Similarly, the images in photography are often very simple, commonplace objects. The objects must be represented so that they are interesting, but they're often just objects, or just people, or just a simple scene. The photographs that get me aren't vistas or landscapes, or lush images of models or colorful digital images. Theyre picturs of parked cars, of chairs from close up, of necks and arms and leaves. And theyre relatively easy to create. No skill in learning to paint, no time painstakingly manipulating tools for months. Just the click of a button.
The connection is that both these arts are not about creating sounds or creating images from scratch. Theyre about composition, about rearranging things that exist in such a way that it reveals something about those things that was previously unseen. It's the simultaneous joy of sensory stimulation and mental exploration.
Music has always been interesting because of its fluidity. Being time constrained, music has always felt like sort of a ride. A place to be and be swetp through and enjoy as much as you can while it goes by. Nothing gives me this more than Autechre. I feel completely wrapped up in a blanket of invisible colors listning to this music. But that does nothing for my thoughts. What gets my mind going is the continuous, subtle changes in every rhythm and pattern. It's like sifting through branches in a dense wood looking for a playmate just out of reach, trying to track her movement. The patterns sound like chaos until I start following one only to discover that all the others compliment it in their own ways. IDM is like watching the ellegance of a storm by following each disturbed leaf.

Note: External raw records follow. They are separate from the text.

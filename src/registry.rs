// Copyright Amazon.com, Inc. or its affiliates. All Rights Reserved.
// SPDX-License-Identifier: Apache-2.0

//! Static name → address registry, loaded once from a JSON descriptor.
//!
//! ```json
//! {
//!   "host": "0.0.0.0",
//!   "port": "8080",
//!   "sources": [
//!     {"name": "billing", "host": "10.0.0.7", "port": "6060", "is_inner": true, "comment": ""}
//!   ]
//! }
//! ```
//!
//! Ports may be given as strings or numbers.

use std::fmt;
use std::path::Path;

use serde::{Deserialize, Serialize};
use thiserror::Error;

/// A malformed or unreadable descriptor. Fatal at startup.
#[derive(Error, Debug)]
#[non_exhaustive]
pub enum DescriptorError {
    /// The descriptor file could not be read.
    #[error("reading descriptor {path}: {source}")]
    Io {
        /// Descriptor path.
        path: String,
        /// Underlying error.
        source: std::io::Error,
    },
    /// The descriptor is not valid JSON or has the wrong shape.
    #[error("parsing descriptor: {0}")]
    Json(#[from] serde_json::Error),
    /// A service entry carries a port that is not a number.
    #[error("service {name:?}: invalid port {port:?}")]
    InvalidPort {
        /// Service name.
        name: String,
        /// The port as written.
        port: String,
    },
}

/// A lookup for a name the registry does not hold.
#[derive(Error, Debug, Clone, PartialEq, Eq)]
#[non_exhaustive]
pub enum ResolutionError {
    /// No usable entry for the name.
    #[error("service {0:?} is not registered")]
    NotRegistered(String),
}

#[derive(Deserialize)]
#[serde(untagged)]
enum PortField {
    Text(String),
    Number(u16),
}

fn port_string<'de, D: serde::Deserializer<'de>>(d: D) -> Result<String, D::Error> {
    Ok(match Option::<PortField>::deserialize(d)? {
        Some(PortField::Text(s)) => s,
        Some(PortField::Number(n)) => n.to_string(),
        None => String::new(),
    })
}

/// One registered service.
#[derive(Debug, Clone, PartialEq, Eq, Deserialize, Serialize)]
pub struct ServiceSource {
    /// Name used in `/ui/{service}` routes.
    pub name: String,
    /// Host name or IP.
    #[serde(default)]
    pub host: String,
    /// Port as written in the descriptor. Numbers and strings are both accepted.
    #[serde(default, deserialize_with = "port_string")]
    pub port: String,
    /// Carried through from the descriptor; not used for routing.
    #[serde(default)]
    pub is_inner: bool,
    /// Free-form text shown on the index page.
    #[serde(default)]
    pub comment: String,
}

#[derive(Debug, Deserialize)]
struct Descriptor {
    #[serde(default)]
    host: String,
    #[serde(default, deserialize_with = "port_string")]
    port: String,
    #[serde(default)]
    sources: Vec<ServiceSource>,
}

/// A resolved `host:port` pair.
#[derive(Debug, Clone, PartialEq, Eq, Hash)]
pub struct ServiceAddr {
    /// Host name or IP.
    pub host: String,
    /// TCP port.
    pub port: u16,
}

impl fmt::Display for ServiceAddr {
    fn fmt(&self, f: &mut fmt::Formatter<'_>) -> fmt::Result {
        write!(f, "{}:{}", self.host, self.port)
    }
}

/// Registered services and the listen address, loaded once at startup.
#[derive(Debug, Clone, Default)]
pub struct ServiceRegistry {
    host: String,
    port: String,
    sources: Vec<ServiceSource>,
}

impl ServiceRegistry {
    /// Reads and parses the descriptor at `path`.
    pub fn load(path: &Path) -> Result<Self, DescriptorError> {
        let text = std::fs::read_to_string(path).map_err(|source| DescriptorError::Io {
            path: path.display().to_string(),
            source,
        })?;
        Self::from_json(&text)
    }

    /// Parses a descriptor and logs every entry.
    pub fn from_json(text: &str) -> Result<Self, DescriptorError> {
        let d: Descriptor = serde_json::from_str(text)?;
        for s in &d.sources {
            if !s.port.is_empty() && s.port.parse::<u16>().is_err() {
                return Err(DescriptorError::InvalidPort {
                    name: s.name.clone(),
                    port: s.port.clone(),
                });
            }
            tracing::info!(
                service = %s.name,
                addr = %format_args!("{}:{}", s.host, s.port),
                is_inner = s.is_inner,
                comment = %s.comment,
                "registered service"
            );
        }
        Ok(ServiceRegistry {
            host: d.host,
            port: d.port,
            sources: d.sources,
        })
    }

    /// The address of `name`. Entries without a host or port count as
    /// unregistered.
    pub fn resolve(&self, name: &str) -> Result<ServiceAddr, ResolutionError> {
        let not_registered = || ResolutionError::NotRegistered(name.to_owned());
        if name.is_empty() {
            return Err(not_registered());
        }
        let source = self
            .sources
            .iter()
            .find(|s| s.name == name)
            .ok_or_else(not_registered)?;
        if source.host.is_empty() {
            return Err(not_registered());
        }
        let port = source.port.parse().map_err(|_| not_registered())?;
        Ok(ServiceAddr {
            host: source.host.clone(),
            port,
        })
    }

    /// Every entry, in descriptor order.
    pub fn services(&self) -> &[ServiceSource] {
        &self.sources
    }

    /// The `host:port` this front end should listen on, if configured.
    pub fn serve_addr(&self) -> Option<String> {
        (!self.port.is_empty()).then(|| format!("{}:{}", self.host, self.port))
    }
}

Photographs are a much less abstract joy for me, although their elusive aspect is what cements my affection for the medium. Seeing shapes, textures and colors is just fun, all by itself. Knowing that the things really exist is nice too. Makes me feel like im seeing more of the world than what's just in front of me. But I love photography beause it supports a perspective of mine that is often hard to justify: that everything is valuable and good in some way. Photographs bring to the forefront of my attention the patterns that exist all around me, the glory of color and shape. I begin to see things as both independent entities with no physical relationship to one another and as parts of a greater, distinct body. My eye traces patterns in photographs the same way my ear does in IDM, and just like in music half the fun is going back and forth between the individual elements and the larger concept.
IDM seems to make tangible thigns that aren't. Photographs add intangible fascets to things that i see and touch without giving a second thought. Together the two make it easy to love the world around me just for the sake of how deeply involving it can be.